Marò: Nia, possibile la pena di morte. Il Governo indiano nega

Pubblicato il 28 novembre 2013 da redazione

NEW DELHI – L’ipotesi di proporre la pena di morte nella vicenda dei marò è tornata all’improvviso ad agitare le acque italo-indiane. Un giornale di New Delhi ha pubblicato una indiscrezione secondo cui la polizia investigativa indiana (Nia) avrebbe concluso le indagini sull’uccisione di due pescatori al largo del Kerala consegnando una memoria al ministero dell’Interno che prevede, nel caso di Massimiliano Latorre e Salvatore Girone, l’utilizzazione di una dura legge anti-pirateria (Sua Act).

In particolare la National Investigation Agency avrebbe scelto di applicare, per giudicarli, la ‘Legge per la repressione degli atti illeciti contro la sicurezza della Navigazione marittima e le strutture fisse sulla piattaforma continentale’, l’unica fra l’altro che l’India può far valere oltre le sue acque territoriali. L’incidente che ha coinvolto la Enrica Lexie e il team di sicurezza che era a bordo è avvenuto a 20,5 miglia nautiche dalla costa, oltre cioè le 12 miglia delle acque territoriali indiane.

La Legge, approvata nel 2002, stabilisce chiaramente nel suo articolo 3, ai comma g e i, che “chi causa la morte di qualsiasi persona sarà punito con la pena di morte.

– La nostra logica – ha detto una fonte della Nia all’Hindustan Times – è che uccidendo i pescatori i marò hanno commesso un atto che ha messo in pericolo la navigazione marittima. E siccome c’è stato omicidio, sono passibili di essere accusati in base ad una legge che prevede la pena di morte.

Dopo la sorpresa e le preoccupazioni iniziali, comunque, il panorama si è parzialmente rasserenato con le prese di posizione del governo di Delhi e poi del ministro degli Esteri italiano Emma Bonino,seguite da altre indiscrezioni da cui emerge anche l’imbarazzo del ministero dell’Interno indiano, poiché la scelta della Nia contraddice assicurazioni date dall’India all’Italia sulla non applicabilità in questo caso della pena di morte.

Consultato dall’ANSA, il portavoce del ministero degli Esteri indiano, Syed Akbaruddin, ha rinviato alla dichiarazione formulata il 22 marzo al Lok Sabha (Camera bassa) dal ministro degli Esteri, Salman Khurshid, quando sembrava che l’Italia fosse incline a non rimandare in India i marò, autorizzati dalla Corte Suprema indiana per una licenza elettorale. In quella sede, a nome del suo governo, il ministro disse che “secondo una giurisprudenza indiana largamente applicata, questo caso non ricade nella categoria di quelle materie che richiedono l’applicazione della pena di morte, e cioè dei casi rari fra i più rari”. Per cui concluse Khurshid, “non bisogna avere alcuna preoccupazione a questo proposito”.

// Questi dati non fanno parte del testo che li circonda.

//! RE3-4-7: rocket injector design

use crate::bounds::{BoundRegistry, VariableBound};
use crate::problem::{Problem, map_rows};
use ndarray::{Array2, ArrayView2};

/// Rocket injector design problem (RE3-4-7), 4 variables, 3 objectives.
///
/// Response surfaces for the maximum injector face temperature (f1), the
/// distance from the inlet (f2) and the maximum post tip temperature (f3).
/// Variables, all in [0, 1]: hydrogen flow angle, hydrogen area, oxygen
/// area and oxidiser post tip thickness.
#[derive(Debug, Clone)]
pub struct RocketInjector {
    bounds: BoundRegistry,
}

impl RocketInjector {
    /// Create the problem with its fixed bounds
    pub fn new() -> Self {
        Self {
            bounds: BoundRegistry::from_static(
                (1..=4)
                    .map(|i| VariableBound::new(format!("x{}", i), 0.0, 1.0))
                    .collect(),
            ),
        }
    }
}

impl Default for RocketInjector {
    fn default() -> Self {
        Self::new()
    }
}

impl Problem for RocketInjector {
    fn name(&self) -> &str {
        "RE3_4_7"
    }

    fn bounds(&self) -> &BoundRegistry {
        &self.bounds
    }

    fn n_obj(&self) -> usize {
        3
    }

    fn evaluate_unchecked(&self, x: &ArrayView2<f64>) -> Array2<f64> {
        map_rows(x, |row| {
            let (x1, x2, x3, x4) = (row[0], row[1], row[2], row[3]);

            let f1 = 0.692 + 0.477 * x1 - 0.687 * x2 - 0.08 * x3 - 0.065 * x4
                - 0.167 * x1.powi(2)
                - 0.0129 * x2 * x1
                + 0.0796 * x2.powi(2)
                - 0.0634 * x3 * x1
                - 0.0257 * x3 * x2
                + 0.0877 * x3.powi(2)
                - 0.0521 * x4 * x1
                + 0.00156 * x4 * x2
                + 0.00198 * x4 * x3
                + 0.0184 * x4.powi(2);

            let f2 = 0.153 + 0.322 * x1 - 0.396 * x2 - 0.424 * x3 - 0.0226 * x4
                - 0.175 * x1.powi(2)
                - 0.0185 * x2 * x1
                + 0.0701 * x2.powi(2)
                - 0.251 * x3 * x1
                - 0.179 * x3 * x2
                + 0.0150 * x3.powi(2)
                - 0.0134 * x4 * x1
                + 0.0296 * x4 * x2
                + 0.0752 * x4 * x3
                + 0.0192 * x4.powi(2);

            let f3 = 0.370 - 0.205 * x1 + 0.307 * x2 + 0.108 * x3 + 1.019 * x4
                - 0.135 * x1.powi(2)
                + 0.0141 * x2 * x1
                + 0.0998 * x2.powi(2)
                + 0.208 * x3 * x1
                - 0.0301 * x3 * x2
                - 0.226 * x3.powi(2)
                + 0.353 * x4 * x1
                - 0.0497 * x4 * x3
                - 0.423 * x4.powi(2)
                + 0.202 * x2 * x1.powi(2)
                - 0.281 * x3 * x1.powi(2)
                - 0.342 * x2.powi(2) * x1
                - 0.245 * x2.powi(2) * x3
                + 0.281 * x3.powi(2) * x2
                - 0.184 * x4.powi(2) * x1
                - 0.281 * x2 * x1 * x3;

            [f1, f2, f3]
        })
    }
}
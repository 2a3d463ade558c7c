//! Fidelity-level calibration tables
//!
//! Each MOMF problem ships one table per calibrated error function. A table
//! maps the user-facing fidelity level (1, 2, 3, ...) to the internal
//! parameter `phi` in `[0, 10000]`, and holds one amplitude scale per
//! objective. Level 0 is always the unperturbed high-fidelity evaluation and
//! never appears in a table.
//!
//! The values were tuned so that the correlation between low- and
//! high-fidelity objectives over random samples lands in the ranges quoted on
//! each table.

use crate::error_functions::ErrorFunction;
use serde::Serialize;

/// Level parameters and objective scales for one error function.
#[derive(Debug, Clone, Copy, PartialEq, Serialize)]
pub struct Calibration {
    /// Error function the entry applies to
    pub error_function: ErrorFunction,
    /// `phi[level - 1]` for `level >= 1`
    pub phi: &'static [f64],
    /// Amplitude scale per objective
    pub scale: &'static [f64],
}

impl Calibration {
    /// Entry for `error_function` with levels `phi` and objective scales `scale`
    pub const fn new(
        error_function: ErrorFunction,
        phi: &'static [f64],
        scale: &'static [f64],
    ) -> Self {
        Self {
            error_function,
            phi,
            scale,
        }
    }

    /// Internal parameter for a positive level, `None` for 0 or an unknown level.
    pub fn phi_for(&self, level: u32) -> Option<f64> {
        let idx = (level as usize).checked_sub(1)?;
        self.phi.get(idx).copied()
    }

    /// Amplitude scale for a zero-based objective index
    pub fn scale_for(&self, objective: usize) -> Option<f64> {
        self.scale.get(objective).copied()
    }

    /// Highest calibrated level
    pub fn max_level(&self) -> u32 {
        self.phi.len() as u32
    }

    /// Calibrated positive levels, lowest first
    pub fn levels(&self) -> impl Iterator<Item = u32> + '_ {
        1..=self.max_level()
    }
}

/// All calibrations of one MOMF problem.
#[derive(Debug, Clone, Copy, PartialEq, Serialize)]
pub struct CalibrationTable {
    /// MOMF problem name
    pub problem: &'static str,
    /// One entry per calibrated error function
    pub entries: &'static [Calibration],
}

impl CalibrationTable {
    /// Entry for `error_function`, if calibrated
    pub fn get(&self, error_function: ErrorFunction) -> Option<&Calibration> {
        self.entries
            .iter()
            .find(|c| c.error_function == error_function)
    }

    /// Highest calibrated level, 0 when `error_function` has no entry
    pub fn max_level(&self, error_function: ErrorFunction) -> u32 {
        self.get(error_function).map_or(0, Calibration::max_level)
    }

    /// Whether positive levels can be requested with `error_function`
    pub fn is_calibrated(&self, error_function: ErrorFunction) -> bool {
        self.get(error_function).is_some()
    }

    /// Error functions with an entry, in table order
    pub fn calibrated_functions(&self) -> impl Iterator<Item = ErrorFunction> + '_ {
        self.entries.iter().map(|c| c.error_function)
    }
}

/// MOMF2-4-1a calibration (RE2-4-1).
///
/// Fidelity levels such that correlation is in [0.7, 1.0] for f1 and f2.
pub const MOMF2_4_1A: CalibrationTable = CalibrationTable {
    problem: "MOMF2_4_1a",
    entries: &[
        Calibration::new(
            ErrorFunction::ResolutionLinear,
            &[8436.0, 7064.0, 5000.0],
            &[1.0962e+02, 1.6447e-01],
        ),
        Calibration::new(
            ErrorFunction::ResolutionExponential,
            &[9178.0, 6893.0, 5000.0],
            &[2.0085e+02, 3.0882e-01],
        ),
        Calibration::new(
            ErrorFunction::ResolutionStepped,
            &[8266.0, 6583.0, 5000.0],
            &[1.3117e+02, 2.1674e-01],
        ),
        Calibration::new(
            ErrorFunction::StochasticLinear,
            &[8697.0, 6853.0, 5000.0],
            &[5.3856e+03, 7.2515e+00],
        ),
        Calibration::new(
            ErrorFunction::StochasticExponential,
            &[7715.0, 5891.0, 5000.0],
            &[3.2636e+04, 4.4158e+01],
        ),
        Calibration::new(
            ErrorFunction::StochasticBiasedLinear,
            &[8697.0, 7014.0, 5000.0],
            &[6.9287e+03, 5.6141e+00],
        ),
        Calibration::new(
            ErrorFunction::StochasticBiasedExponential,
            &[7605.0, 6102.0, 5000.0],
            &[4.2286e+04, 3.4426e+01],
        ),
    ],
};

/// MOMF2-4-1b calibration (RE2-4-1).
///
/// Fidelity levels such that correlation is in [0.9, 1.0] for f1 and [0.7, 1.0] for f2.
pub const MOMF2_4_1B: CalibrationTable = CalibrationTable {
    problem: "MOMF2_4_1b",
    entries: &[
        Calibration::new(
            ErrorFunction::ResolutionLinear,
            &[8426.0, 7054.0, 5000.0],
            &[3.5062e+01, 1.6365e-01],
        ),
        Calibration::new(
            ErrorFunction::ResolutionExponential,
            &[9879.0, 6913.0, 5000.0],
            &[6.3384e+01, 3.1181e-01],
        ),
        Calibration::new(
            ErrorFunction::ResolutionStepped,
            &[8476.0, 6993.0, 5000.0],
            &[4.3033e+01, 2.1740e-01],
        ),
        Calibration::new(
            ErrorFunction::StochasticLinear,
            &[8757.0, 7224.0, 5000.0],
            &[1.7374e+03, 7.4510e+00],
        ),
        Calibration::new(
            ErrorFunction::StochasticExponential,
            &[7725.0, 6122.0, 5000.0],
            &[1.0267e+04, 4.4144e+01],
        ),
        Calibration::new(
            ErrorFunction::StochasticBiasedLinear,
            &[8577.0, 6983.0, 5000.0],
            &[1.7665e+03, 5.5864e+00],
        ),
        Calibration::new(
            ErrorFunction::StochasticBiasedExponential,
            &[7525.0, 6022.0, 5000.0],
            &[1.0822e+04, 3.4230e+01],
        ),
    ],
};

/// MOMF2-4-1c calibration (RE2-4-1).
///
/// Fidelity levels such that correlation is in [0.7, 1.0] for f1 and [0.9, 1.0] for f2.
pub const MOMF2_4_1C: CalibrationTable = CalibrationTable {
    problem: "MOMF2_4_1c",
    entries: &[
        Calibration::new(
            ErrorFunction::ResolutionLinear,
            &[8436.0, 6663.0, 5000.0],
            &[1.0975e+02, 3.9109e-02],
        ),
        Calibration::new(
            ErrorFunction::ResolutionExponential,
            &[9028.0, 7304.0, 5000.0],
            &[2.0177e+02, 7.1956e-02],
        ),
        Calibration::new(
            ErrorFunction::ResolutionStepped,
            &[8266.0, 6673.0, 5000.0],
            &[1.3148e+02, 5.0945e-02],
        ),
        Calibration::new(
            ErrorFunction::StochasticLinear,
            &[8416.0, 6773.0, 5000.0],
            &[5.3518e+03, 1.8673e+00],
        ),
        Calibration::new(
            ErrorFunction::StochasticExponential,
            &[7304.0, 5881.0, 5000.0],
            &[3.2626e+04, 1.1420e+01],
        ),
        Calibration::new(
            ErrorFunction::StochasticBiasedLinear,
            &[8717.0, 7134.0, 5000.0],
            &[6.9229e+03, 1.5959e+00],
        ),
        Calibration::new(
            ErrorFunction::StochasticBiasedExponential,
            &[7715.0, 6112.0, 5000.0],
            &[4.2171e+04, 9.7040e+00],
        ),
    ],
};

/// MOMF2-4-1d calibration (RE2-4-1).
///
/// Fidelity levels such that correlation is approximately in [0.9, 1.0] for f1 and f2.
pub const MOMF2_4_1D: CalibrationTable = CalibrationTable {
    problem: "MOMF2_4_1d",
    entries: &[
        Calibration::new(
            ErrorFunction::ResolutionLinear,
            &[8286.0, 6653.0, 5000.0],
            &[3.5214e+01, 3.9022e-02],
        ),
        Calibration::new(
            ErrorFunction::ResolutionExponential,
            &[9028.0, 6673.0, 5000.0],
            &[6.3633e+01, 7.1366e-02],
        ),
        Calibration::new(
            ErrorFunction::ResolutionStepped,
            &[8256.0, 6683.0, 5000.0],
            &[4.3210e+01, 5.0684e-02],
        ),
        Calibration::new(
            ErrorFunction::StochasticLinear,
            &[8396.0, 6683.0, 5000.0],
            &[1.6908e+03, 1.8579e+00],
        ),
        Calibration::new(
            ErrorFunction::StochasticExponential,
            &[7254.0, 5851.0, 5000.0],
            &[1.0274e+04, 1.1334e+01],
        ),
        Calibration::new(
            ErrorFunction::StochasticBiasedLinear,
            &[8376.0, 6723.0, 5000.0],
            &[1.7751e+03, 1.5857e+00],
        ),
        Calibration::new(
            ErrorFunction::StochasticBiasedExponential,
            &[7254.0, 5851.0, 5000.0],
            &[1.0810e+04, 9.6065e+00],
        ),
    ],
};

/// MOMF3-4-1 calibration (RE3-4-7).
///
/// Fidelity levels such that correlation is in [0.7, 1.0] for f1, f2 and f3.
pub const MOMF3_4_1: CalibrationTable = CalibrationTable {
    problem: "MOMF3_4_1",
    entries: &[
        Calibration::new(
            ErrorFunction::ResolutionLinear,
            &[8286.0, 6823.0, 5000.0],
            &[1.4381e-01, 1.4975e-01, 1.6675e-01],
        ),
        Calibration::new(
            ErrorFunction::ResolutionExponential,
            &[9368.0, 6643.0, 5000.0],
            &[2.5430e-01, 2.6420e-01, 2.9649e-01],
        ),
        Calibration::new(
            ErrorFunction::ResolutionStepped,
            &[8386.0, 6733.0, 5000.0],
            &[1.8696e-01, 1.9949e-01, 2.0545e-01],
        ),
        Calibration::new(
            ErrorFunction::StochasticLinear,
            &[8436.0, 6803.0, 5000.0],
            &[7.0386e+00, 7.4024e+00, 7.9370e+00],
        ),
        Calibration::new(
            ErrorFunction::StochasticExponential,
            &[7324.0, 5891.0, 5000.0],
            &[4.2954e+01, 4.5103e+01, 4.8392e+01],
        ),
        Calibration::new(
            ErrorFunction::StochasticBiasedLinear,
            &[8426.0, 6793.0, 5000.0],
            &[6.4054e+00, 6.5529e+00, 7.2184e+00],
        ),
        Calibration::new(
            ErrorFunction::StochasticBiasedExponential,
            &[7314.0, 5891.0, 5000.0],
            &[3.8890e+01, 4.0045e+01, 4.3946e+01],
        ),
    ],
};

/// MOMF3-5-1 calibration (RE3-5-4).
///
/// Fidelity levels such that correlation is in [0.7, 1.0] for f1, f2 and f3.
pub const MOMF3_5_1: CalibrationTable = CalibrationTable {
    problem: "MOMF3_5_1",
    entries: &[
        Calibration::new(
            ErrorFunction::ResolutionLinear,
            &[8436.0, 6583.0, 5000.0],
            &[2.0252e+00, 3.3006e-01, 1.7791e-02],
        ),
        Calibration::new(
            ErrorFunction::ResolutionExponential,
            &[7995.0, 6012.0, 5000.0],
            &[3.5352e+00, 5.8414e-01, 3.0836e-02],
        ),
        Calibration::new(
            ErrorFunction::ResolutionStepped,
            &[8246.0, 6633.0, 5000.0],
            &[2.3078e+00, 3.8555e-01, 2.0860e-02],
        ),
        Calibration::new(
            ErrorFunction::StochasticLinear,
            &[8426.0, 6783.0, 5000.0],
            &[1.0696e+02, 1.7364e+01, 9.4979e-01],
        ),
        Calibration::new(
            ErrorFunction::StochasticExponential,
            &[7304.0, 5881.0, 5000.0],
            &[6.4917e+02, 1.0549e+02, 5.7512e+00],
        ),
        Calibration::new(
            ErrorFunction::StochasticBiasedLinear,
            &[8567.0, 6943.0, 5000.0],
            &[1.3058e+02, 1.7865e+01, 1.0273e+00],
        ),
        Calibration::new(
            ErrorFunction::StochasticBiasedExponential,
            &[7525.0, 5991.0, 5000.0],
            &[8.0143e+02, 1.0862e+02, 6.2927e+00],
        ),
    ],
};

/// MOMF3-7-1 calibration (DTLZ2).
///
/// Fidelity levels such that correlation is in [0.7, 1.0] for f1, f2 and f3.
pub const MOMF3_7_1: CalibrationTable = CalibrationTable {
    problem: "MOMF3_7_1",
    entries: &[
        Calibration::new(
            ErrorFunction::ResolutionLinear,
            &[9168.0, 8356.0, 6993.0, 5000.0],
            &[9.7701e-01, 1.0300e+00, 1.3075e+00],
        ),
        Calibration::new(
            ErrorFunction::ResolutionExponential,
            &[9989.0, 9659.0, 6593.0, 5000.0],
            &[1.7128e+00, 1.8116e+00, 2.3048e+00],
        ),
        Calibration::new(
            ErrorFunction::ResolutionStepped,
            &[8647.0, 8476.0, 6733.0, 5000.0],
            &[1.3973e+00, 1.3325e+00, 1.5736e+00],
        ),
        Calibration::new(
            ErrorFunction::StochasticLinear,
            &[9318.0, 8567.0, 6903.0, 5000.0],
            &[6.5451e+01, 6.5640e+01, 8.0547e+01],
        ),
        Calibration::new(
            ErrorFunction::StochasticExponential,
            &[8967.0, 7505.0, 5961.0, 5000.0],
            &[3.9860e+02, 3.9942e+02, 4.9223e+02],
        ),
        Calibration::new(
            ErrorFunction::StochasticBiasedLinear,
            &[9599.0, 9148.0, 8116.0, 5000.0],
            &[1.0640e+02, 1.0675e+02, 1.2502e+02],
        ),
        Calibration::new(
            ErrorFunction::StochasticBiasedExponential,
            &[9058.0, 7565.0, 5981.0, 5000.0],
            &[3.9885e+02, 3.9813e+02, 4.6518e+02],
        ),
    ],
};

/// MOMF3-7-2 calibration (InvertedDTLZ2).
///
/// Fidelity levels such that correlation is in [0.7, 1.0] for f1, f2 and f3.
pub const MOMF3_7_2: CalibrationTable = CalibrationTable {
    problem: "MOMF3_7_2",
    entries: &[
        Calibration::new(
            ErrorFunction::ResolutionLinear,
            &[9138.0, 8376.0, 6843.0, 5000.0],
            &[1.2392e+00, 1.2111e+00, 9.7384e-01],
        ),
        Calibration::new(
            ErrorFunction::ResolutionExponential,
            &[9989.0, 9458.0, 6703.0, 5000.0],
            &[2.1770e+00, 2.1221e+00, 1.7357e+00],
        ),
        Calibration::new(
            ErrorFunction::ResolutionStepped,
            &[8607.0, 8376.0, 6713.0, 5000.0],
            &[1.4768e+00, 1.5112e+00, 1.3054e+00],
        ),
        Calibration::new(
            ErrorFunction::StochasticLinear,
            &[9228.0, 8446.0, 6803.0, 5000.0],
            &[7.6424e+01, 7.6271e+01, 6.3957e+01],
        ),
        Calibration::new(
            ErrorFunction::StochasticExponential,
            &[8737.0, 7334.0, 5891.0, 5000.0],
            &[4.6585e+02, 4.6339e+02, 3.8838e+02],
        ),
        Calibration::new(
            ErrorFunction::StochasticBiasedLinear,
            &[9488.0, 8977.0, 7915.0, 5000.0],
            &[1.0944e+02, 1.0884e+02, 9.8565e+01],
        ),
        Calibration::new(
            ErrorFunction::StochasticBiasedExponential,
            &[8707.0, 7294.0, 5871.0, 5000.0],
            &[4.3017e+02, 4.2837e+02, 3.8594e+02],
        ),
    ],
};

/// Every embedded table
pub const ALL_TABLES: [&CalibrationTable; 8] = [
    &MOMF2_4_1A,
    &MOMF2_4_1B,
    &MOMF2_4_1C,
    &MOMF2_4_1D,
    &MOMF3_4_1,
    &MOMF3_5_1,
    &MOMF3_7_1,
    &MOMF3_7_2,
];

Gli ha fatto eco da parte italiana il ministro Bonino il quale, a margine di un convegno alla Camera, ha ribadito che il rischio di una condanna alla pena di morte per i due marò “è già stato smentito ed escluso”. Da parte sua l’inviato del governo Staffan De Mistura, reduce dalla sua settima missione a New Delhi, ha spiegato che “la nostra posizione è aspettare con grande attivismo e non con passività” gli sviluppi della situazione.

– Con i nostri avvocati e con i nostri contatti a 360 gradi sia a livello internazionale sia a livello nazionale indiano – ha aggiunto – stiamo preparando strategie e contromosse adeguate nel caso in cui si passi da uno scenario a un altro.

Una fonte legale italiana che segue dall’inizio la vicenda di Latorre e Girone ha inoltre commentato all’ANSA che “una volta pronto, il rapporto della Nia dovrà essere consegnato al giudice. E se anche in astratto volessimo ipotizzare che possa contenere la richiesta di pena di morte basata sul ‘Sua Act’ è assai probabile che non supererebbe il primo vaglio del magistrato incaricato di convalidare i capi d’accusa”. Proprio per questo, secondo l’indiscrezione di un altro quotidiano indiano, il ministero dell’Interno prima di convalidare un’accusa che si scontrerebbe con la posizione ufficiale di Delhi, avrebbe deciso di consultare l’ufficio dell’Attorney General (facente funzioni di Pubblico ministero), il principale consulente legale del governo.